→ **What is needed**
Look through the material below and show every line with the word "derive".

==================================================

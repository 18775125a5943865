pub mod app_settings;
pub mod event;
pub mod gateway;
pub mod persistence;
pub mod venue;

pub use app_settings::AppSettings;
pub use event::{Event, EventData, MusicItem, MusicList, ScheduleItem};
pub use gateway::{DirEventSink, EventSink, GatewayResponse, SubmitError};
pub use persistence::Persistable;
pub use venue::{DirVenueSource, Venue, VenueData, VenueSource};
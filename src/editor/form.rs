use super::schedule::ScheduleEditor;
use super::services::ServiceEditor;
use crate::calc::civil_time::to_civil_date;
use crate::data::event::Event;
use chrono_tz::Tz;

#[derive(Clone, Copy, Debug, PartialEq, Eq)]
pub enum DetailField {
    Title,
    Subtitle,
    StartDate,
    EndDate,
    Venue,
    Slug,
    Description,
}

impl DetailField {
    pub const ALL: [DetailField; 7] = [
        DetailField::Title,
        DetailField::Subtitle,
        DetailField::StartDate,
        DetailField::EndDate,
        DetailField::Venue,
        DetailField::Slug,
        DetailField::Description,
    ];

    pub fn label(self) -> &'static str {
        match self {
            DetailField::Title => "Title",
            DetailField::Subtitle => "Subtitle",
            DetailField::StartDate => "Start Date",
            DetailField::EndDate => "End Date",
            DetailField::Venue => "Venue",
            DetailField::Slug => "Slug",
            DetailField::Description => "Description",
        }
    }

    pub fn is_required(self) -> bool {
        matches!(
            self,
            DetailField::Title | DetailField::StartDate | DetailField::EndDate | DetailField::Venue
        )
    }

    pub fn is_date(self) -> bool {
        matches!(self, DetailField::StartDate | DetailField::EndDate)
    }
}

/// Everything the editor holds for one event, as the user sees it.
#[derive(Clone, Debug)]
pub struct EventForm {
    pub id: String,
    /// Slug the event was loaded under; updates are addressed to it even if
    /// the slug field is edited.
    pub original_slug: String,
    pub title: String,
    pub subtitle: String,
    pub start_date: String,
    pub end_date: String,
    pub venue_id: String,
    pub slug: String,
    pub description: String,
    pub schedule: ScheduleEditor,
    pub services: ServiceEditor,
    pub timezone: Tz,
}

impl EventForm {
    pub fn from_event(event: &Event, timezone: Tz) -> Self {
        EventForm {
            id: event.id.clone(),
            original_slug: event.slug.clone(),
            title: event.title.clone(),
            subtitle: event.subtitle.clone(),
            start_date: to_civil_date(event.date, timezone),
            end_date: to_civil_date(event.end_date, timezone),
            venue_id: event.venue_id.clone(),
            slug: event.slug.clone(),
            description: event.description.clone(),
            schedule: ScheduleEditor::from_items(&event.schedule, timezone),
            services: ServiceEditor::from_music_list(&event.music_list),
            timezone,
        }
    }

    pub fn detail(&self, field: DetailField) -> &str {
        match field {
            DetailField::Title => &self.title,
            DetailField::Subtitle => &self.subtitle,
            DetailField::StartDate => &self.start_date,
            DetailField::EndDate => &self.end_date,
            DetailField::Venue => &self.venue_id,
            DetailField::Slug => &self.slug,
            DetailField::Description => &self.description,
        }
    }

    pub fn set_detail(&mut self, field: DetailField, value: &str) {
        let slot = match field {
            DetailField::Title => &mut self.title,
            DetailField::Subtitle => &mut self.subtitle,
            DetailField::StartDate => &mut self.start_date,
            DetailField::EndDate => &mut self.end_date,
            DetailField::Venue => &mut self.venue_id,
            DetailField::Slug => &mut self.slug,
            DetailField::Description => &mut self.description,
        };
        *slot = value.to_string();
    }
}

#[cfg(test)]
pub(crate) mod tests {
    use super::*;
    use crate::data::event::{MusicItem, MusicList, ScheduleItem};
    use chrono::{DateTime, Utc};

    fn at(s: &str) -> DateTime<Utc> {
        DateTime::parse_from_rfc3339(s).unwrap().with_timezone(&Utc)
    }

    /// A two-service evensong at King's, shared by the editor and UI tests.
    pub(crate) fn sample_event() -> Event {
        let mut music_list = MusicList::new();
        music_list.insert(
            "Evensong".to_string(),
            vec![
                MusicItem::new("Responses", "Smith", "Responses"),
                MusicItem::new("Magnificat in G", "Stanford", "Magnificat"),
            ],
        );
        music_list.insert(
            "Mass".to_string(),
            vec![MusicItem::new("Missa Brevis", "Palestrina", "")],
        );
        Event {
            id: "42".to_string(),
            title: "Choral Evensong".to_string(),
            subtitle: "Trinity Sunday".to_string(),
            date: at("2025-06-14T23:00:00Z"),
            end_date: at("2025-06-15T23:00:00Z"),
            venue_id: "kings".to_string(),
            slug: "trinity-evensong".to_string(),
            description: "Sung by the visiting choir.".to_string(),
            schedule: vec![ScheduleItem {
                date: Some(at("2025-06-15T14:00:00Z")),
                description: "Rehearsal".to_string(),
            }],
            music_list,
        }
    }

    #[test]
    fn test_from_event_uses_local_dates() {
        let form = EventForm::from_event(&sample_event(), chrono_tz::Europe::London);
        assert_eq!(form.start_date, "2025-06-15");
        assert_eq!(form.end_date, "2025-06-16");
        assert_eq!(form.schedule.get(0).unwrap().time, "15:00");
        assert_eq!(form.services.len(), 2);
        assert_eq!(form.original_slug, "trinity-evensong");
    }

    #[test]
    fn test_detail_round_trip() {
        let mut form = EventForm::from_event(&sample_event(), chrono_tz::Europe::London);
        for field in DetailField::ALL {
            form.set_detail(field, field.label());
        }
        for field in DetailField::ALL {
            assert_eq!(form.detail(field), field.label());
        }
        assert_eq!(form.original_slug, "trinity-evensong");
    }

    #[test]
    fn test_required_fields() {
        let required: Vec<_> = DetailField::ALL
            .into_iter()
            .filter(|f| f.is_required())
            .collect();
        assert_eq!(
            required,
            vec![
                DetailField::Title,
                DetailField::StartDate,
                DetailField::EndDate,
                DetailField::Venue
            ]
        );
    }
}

==================================================

→ **Answer box**
#[derive(Clone, Copy, Debug, PartialEq, Eq)]
#[derive(Clone, Debug)]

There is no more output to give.